■ **TASK OBJECTIVE**:
Look below and pull out each line with the word "through".

■ **PROVIDED MATERIAL**:

//! Packet loading: drives tshark through rtshark and flattens its PDML into [PacketRecord]s.
use chrono::{DateTime, Utc};
use rtshark::{Packet, RTShark};
use std::collections::HashMap;
use std::net::IpAddr;
use std::path::{Path, PathBuf};
use std::sync::atomic::{AtomicBool, AtomicU32, Ordering};
use std::sync::{mpsc, Arc};
use std::thread;
use std::time::Duration;

use super::containers::{Endpoint, MacAddr, PacketRecord};
use crate::error::{Error, Result};

/// Only frames carrying an IP layer are worth dissecting.
pub const DEFAULT_DISPLAY_FILTER: &str = "ip || ipv6";

/// Anything that can turn a capture file into an ordered packet sequence.
pub trait CapturePacketSource: Send + Sync {
    fn packets(&self, path: &Path) -> Result<Vec<PacketRecord>>;
}

/// Field access over a dissected packet, so conversion can be tested without tshark.
pub trait PacketFields {
    fn field(&self, layer: &str, name: &str) -> Option<&str>;
    fn timestamp_micros(&self) -> Option<i64>;
}

impl PacketFields for Packet {
    fn field(&self, layer: &str, name: &str) -> Option<&str> {
        self.layer_name(layer)
            .and_then(|l| l.metadata(name))
            .map(|m| m.value())
    }

    fn timestamp_micros(&self) -> Option<i64> {
        Packet::timestamp_micros(self)
    }
}

/// Builds a [PacketRecord] out of a dissected packet.
///
/// Returns None when the timestamp or the IP layer is missing. Everything else degrades:
/// ports and protocol default to 0, MACs to all-zero, payload to empty.
pub fn packet_record(packet: &impl PacketFields) -> Option<PacketRecord> {
    let timestamp = packet
        .timestamp_micros()
        .and_then(DateTime::<Utc>::from_timestamp_micros)?;

    let (ip_layer, proto_field) = if packet.field("ip", "ip.src").is_some() {
        ("ip", "ip.proto")
    } else if packet.field("ipv6", "ipv6.src").is_some() {
        ("ipv6", "ipv6.nxt")
    } else {
        return None;
    };

    let src: IpAddr = packet.field(ip_layer, &format!("{ip_layer}.src"))?.parse().ok()?;
    let dst: IpAddr = packet.field(ip_layer, &format!("{ip_layer}.dst"))?.parse().ok()?;
    let protocol = parse_or_default(packet.field(ip_layer, proto_field), "protocol");

    let (src_port, dst_port) = ["tcp", "udp"]
        .iter()
        .find(|layer| packet.field(layer, &format!("{layer}.srcport")).is_some())
        .map(|layer| {
            (
                parse_or_default(packet.field(layer, &format!("{layer}.srcport")), "source port"),
                parse_or_default(packet.field(layer, &format!("{layer}.dstport")), "destination port"),
            )
        })
        .unwrap_or((0, 0));

    Some(PacketRecord {
        timestamp,
        source: Endpoint::new(src, src_port),
        destination: Endpoint::new(dst, dst_port),
        source_mac: mac_or_zero(packet.field("eth", "eth.src")),
        destination_mac: mac_or_zero(packet.field("eth", "eth.dst")),
        protocol,
        length: parse_or_default(packet.field("frame", "frame.len"), "frame length"),
        payload: payload(packet),
    })
}

fn parse_or_default<T: std::str::FromStr + Default>(value: Option<&str>, what: &str) -> T {
    match value {
        Some(v) => v.trim().parse().unwrap_or_else(|_| {
            log::debug!("Unparseable {what} '{v}', using default");
            T::default()
        }),
        None => T::default(),
    }
}

fn mac_or_zero(value: Option<&str>) -> MacAddr {
    value.and_then(|v| v.parse().ok()).unwrap_or(MacAddr::ZERO)
}

/// Transport payload; tshark shows it as colon separated hex.
fn payload(packet: &impl PacketFields) -> Vec<u8> {
    let shown = packet
        .field("tcp", "tcp.payload")
        .or_else(|| packet.field("udp", "udp.payload"))
        .or_else(|| packet.field("data", "data.data"));

    match shown {
        Some(shown) => {
            let digits: String = shown.chars().filter(|c| *c != ':').collect();
            hex::decode(digits).unwrap_or_default()
        }
        None => Vec::new(),
    }
}

/// Subprocess-backed source: one tshark per capture, killed on timeout.
#[derive(Clone, Debug)]
pub struct TsharkSource {
    pub display_filter: String,
    pub timeout: Duration,
}

impl TsharkSource {
    pub fn new(timeout: Duration) -> Self {
        Self { display_filter: DEFAULT_DISPLAY_FILTER.to_string(), timeout }
    }
}

impl CapturePacketSource for TsharkSource {
    fn packets(&self, path: &Path) -> Result<Vec<PacketRecord>> {
        // tshark happily starts on a missing file and prints nothing
        std::fs::metadata(path)?;

        let filepath = path.to_string_lossy().into_owned();
        let filter = self.display_filter.clone();
        let cancelled = Arc::new(AtomicBool::new(false));
        let reader_cancelled = Arc::clone(&cancelled);
        let dissector = Arc::new(DissectorPid::default());
        let reader_dissector = Arc::clone(&dissector);
        let (tx, rx) = mpsc::channel();

        let reader = thread::spawn(move || {
            let _ = tx.send(read_capture(&filepath, &filter, &reader_cancelled, &reader_dissector));
        });

        match rx.recv_timeout(self.timeout) {
            Ok(result) => {
                let _ = reader.join();
                result
            }
            Err(mpsc::RecvTimeoutError::Timeout) => {
                cancelled.store(true, Ordering::Relaxed);
                // unblocks a reader stuck on a silent tshark; it reaps the process on EOF
                if dissector.terminate() {
                    log::warn!("Killed tshark on {} after {:?}", path.display(), self.timeout);
                }
                Err(Error::Timeout(self.timeout))
            }
            Err(mpsc::RecvTimeoutError::Disconnected) => {
                Err(Error::Dissector("tshark reader thread exited unexpectedly".into()))
            }
        }
    }
}

/// Pid of the tshark a reader is blocked on, 0 when none is running.
#[derive(Debug, Default)]
struct DissectorPid(AtomicU32);

impl DissectorPid {
    fn set(&self, pid: Option<u32>) {
        self.0.store(pid.unwrap_or(0), Ordering::SeqCst);
    }

    fn clear(&self) {
        self.0.store(0, Ordering::SeqCst);
    }

    /// Kills the running process, if any. Returns true when a signal was delivered.
    fn terminate(&self) -> bool {
        match self.0.swap(0, Ordering::SeqCst) {
            0 => false,
            pid => kill_process(pid),
        }
    }
}

#[cfg(unix)]
fn kill_process(pid: u32) -> bool {
    use nix::sys::signal::{kill, Signal};
    use nix::unistd::Pid;

    match kill(Pid::from_raw(pid as i32), Signal::SIGKILL) {
        Ok(()) => true,
        Err(e) => {
            log::warn!("Could not kill tshark (pid {pid}): {e}");
            false
        }
    }
}

#[cfg(not(unix))]
fn kill_process(_pid: u32) -> bool {
    false
}

fn read_capture(
    filepath: &str,
    filter: &str,
    cancelled: &AtomicBool,
    dissector: &DissectorPid,
) -> Result<Vec<PacketRecord>> {
    let builder = rtshark::RTSharkBuilder::builder()
        .input_path(filepath)
        .display_filter(filter);

    let mut rtshark = builder
        .spawn()
        .map_err(|e| Error::Dissector(format!("error spawning tshark: {e}")))?;
    dissector.set(rtshark.pid());
    log::info!("Reading from {}", filepath);

    let result = collect_packets(&mut rtshark, cancelled);
    // cleared before reaping so the pid is never signalled after reuse
    dissector.clear();
    rtshark.kill();

    result
}

/// Iterates through rtshark packets in emission order, skipping unusable ones.
fn collect_packets(rtshark: &mut RTShark, cancelled: &AtomicBool) -> Result<Vec<PacketRecord>> {
    let mut packets = Vec::new();
    let mut skipped = 0usize;

    loop {
        if cancelled.load(Ordering::Relaxed) {
            return Err(Error::Dissector("read cancelled".into()));
        }
        match rtshark.read() {
            Ok(Some(packet)) => match packet_record(&packet) {
                Some(record) => packets.push(record),
                None => skipped += 1,
            },
            Ok(None) => break,
            Err(e) => return Err(Error::Dissector(format!("error parsing tshark output: {e}"))),
        }
    }

    if skipped > 0 {
        log::debug!("Skipped {skipped} packets without timestamp or IP layer");
    }
    Ok(packets)
}

/// In-memory source keyed by path, for tests and replays.
#[derive(Clone, Debug, Default)]
pub struct FixtureSource {
    captures: HashMap<PathBuf, Vec<PacketRecord>>,
}

impl FixtureSource {
    pub fn new() -> Self {
        Self::default()
    }

    pub fn with_capture(mut self, path: impl Into<PathBuf>, packets: Vec<PacketRecord>) -> Self {
        self.captures.insert(path.into(), packets);
        self
    }
}

impl CapturePacketSource for FixtureSource {
    fn packets(&self, path: &Path) -> Result<Vec<PacketRecord>> {
        self.captures
            .get(path)
            .cloned()
            .ok_or_else(|| Error::Dissector(format!("no fixture for {}", path.display())))
    }
}

/// Outcome of reading one capture, as seen by the pipeline.
#[derive(Debug)]
pub enum PacketRead {
    Packets(Vec<PacketRecord>),
    /// The dissector could not produce output; treated as zero packets.
    Unavailable(String),
}

impl PacketRead {
    pub fn into_packets(self) -> Vec<PacketRecord> {
        match self {
            PacketRead::Packets(packets) => packets,
            PacketRead::Unavailable(_) => Vec::new(),
        }
    }
}

/// Loads a capture, turning dissector failures into an empty read plus a log line.
pub fn read_packets(source: &dyn CapturePacketSource, path: &Path) -> PacketRead {
    log::info!("Loading capture file {}", path.display());

    match source.packets(path) {
        Ok(packets) => {
            log::info!("Read {} packets from {}", packets.len(), path.display());
            PacketRead::Packets(packets)
        }
        Err(Error::Timeout(limit)) => {
            log::warn!("Dissector timed out after {limit:?} on {}", path.display());
            PacketRead::Unavailable(format!("timed out after {limit:?}"))
        }
        Err(e) => {
            log::error!("Could not dissect {}: {e}", path.display());
            PacketRead::Unavailable(e.to_string())
        }
    }
}

#[cfg(test)]
mod tests {
    use super::*;
    use crate::analyser::testutil::packet;

    #[derive(Default)]
    struct Fields {
        values: HashMap<(&'static str, &'static str), &'static str>,
        micros: Option<i64>,
    }

    impl Fields {
        fn with(mut self, layer: &'static str, name: &'static str, value: &'static str) -> Self {
            self.values.insert((layer, name), value);
            self
        }
    }

    impl PacketFields for Fields {
        fn field(&self, layer: &str, name: &str) -> Option<&str> {
            self.values
                .iter()
                .find(|((l, n), _)| *l == layer && *n == name)
                .map(|(_, v)| *v)
        }

        fn timestamp_micros(&self) -> Option<i64> {
            self.micros
        }
    }

    fn tcp_fields() -> Fields {
        Fields { micros: Some(1_700_000_000_000_000), ..Default::default() }
            .with("eth", "eth.src", "02:00:0a:00:00:01")
            .with("eth", "eth.dst", "02:00:0a:00:00:02")
            .with("ip", "ip.src", "10.0.0.1")
            .with("ip", "ip.dst", "10.0.0.2")
            .with("ip", "ip.proto", "6")
            .with("tcp", "tcp.srcport", "51000")
            .with("tcp", "tcp.dstport", "22")
            .with("tcp", "tcp.payload", "de:ad:be:ef")
            .with("frame", "frame.len", "70")
    }

    #[test]
    fn converts_tcp_packet() {
        let record = packet_record(&tcp_fields()).unwrap();
        assert_eq!(record.source.to_string(), "10.0.0.1:51000");
        assert_eq!(record.destination.to_string(), "10.0.0.2:22");
        assert_eq!(record.source_mac.to_string(), "02:00:0a:00:00:01");
        assert_eq!(record.protocol, 6);
        assert_eq!(record.length, 70);
        assert_eq!(record.payload, vec![0xde, 0xad, 0xbe, 0xef]);
    }

    #[test]
    fn converts_icmpv6_without_ports_or_ethernet() {
        let fields = Fields { micros: Some(5), ..Default::default() }
            .with("ipv6", "ipv6.src", "fe80::1")
            .with("ipv6", "ipv6.dst", "ff02::1")
            .with("ipv6", "ipv6.nxt", "58");
        let record = packet_record(&fields).unwrap();
        assert_eq!(record.source.port, 0);
        assert_eq!(record.protocol, 58);
        assert!(record.source_mac.is_zero());
        assert!(record.payload.is_empty());
    }

    #[test]
    fn skips_packets_without_ip_or_timestamp() {
        let no_ip = Fields { micros: Some(1), ..Default::default() }.with("arp", "arp.opcode", "1");
        assert!(packet_record(&no_ip).is_none());

        let mut no_time = tcp_fields();
        no_time.micros = None;
        assert!(packet_record(&no_time).is_none());
    }

    #[test]
    fn bad_fields_fall_back_to_neutral_values() {
        let fields = tcp_fields()
            .with("tcp", "tcp.srcport", "http")
            .with("ip", "ip.proto", "tcp")
            .with("frame", "frame.len", "?");
        let record = packet_record(&fields).unwrap();
        assert_eq!(record.source.port, 0);
        assert_eq!(record.destination.port, 22);
        assert_eq!(record.protocol, 0);
        assert_eq!(record.length, 0);
    }

    #[test]
    fn fixture_source_distinguishes_missing_capture() {
        let source = FixtureSource::new().with_capture("a.pcap", vec![packet(0.0, "10.0.0.1:1", "10.0.0.2:2", 6, 60)]);

        match read_packets(&source, Path::new("a.pcap")) {
            PacketRead::Packets(p) => assert_eq!(p.len(), 1),
            other => panic!("expected packets, got {other:?}"),
        }
        assert!(matches!(read_packets(&source, Path::new("b.pcap")), PacketRead::Unavailable(_)));
    }

    #[test]
    fn tshark_source_reports_missing_file() {
        let source = TsharkSource::new(Duration::from_secs(1));
        let err = source.packets(Path::new("/nonexistent/capture.pcap")).unwrap_err();
        assert!(matches!(err, Error::Io(_)));
    }

    #[cfg(unix)]
    #[test]
    fn stalled_dissector_is_killed() {
        use std::os::unix::process::ExitStatusExt;

        let mut child = std::process::Command::new("sleep").arg("30").spawn().unwrap();
        let dissector = DissectorPid::default();
        dissector.set(Some(child.id()));

        assert!(dissector.terminate());
        let status = child.wait().unwrap();
        assert_eq!(status.signal(), Some(9));
        // already killed, nothing left to signal
        assert!(!dissector.terminate());
    }

    #[test]
    fn idle_dissector_has_nothing_to_kill() {
        let dissector = DissectorPid::default();
        assert!(!dissector.terminate());
        dissector.set(None);
        assert!(!dissector.terminate());
    }
}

■ **SOLUTION FOR THIS PROBLEM**:
//! Packet loading: drives tshark through rtshark and flattens its PDML into [PacketRecord]s.
/// Iterates through rtshark packets in emission order, skipping unusable ones.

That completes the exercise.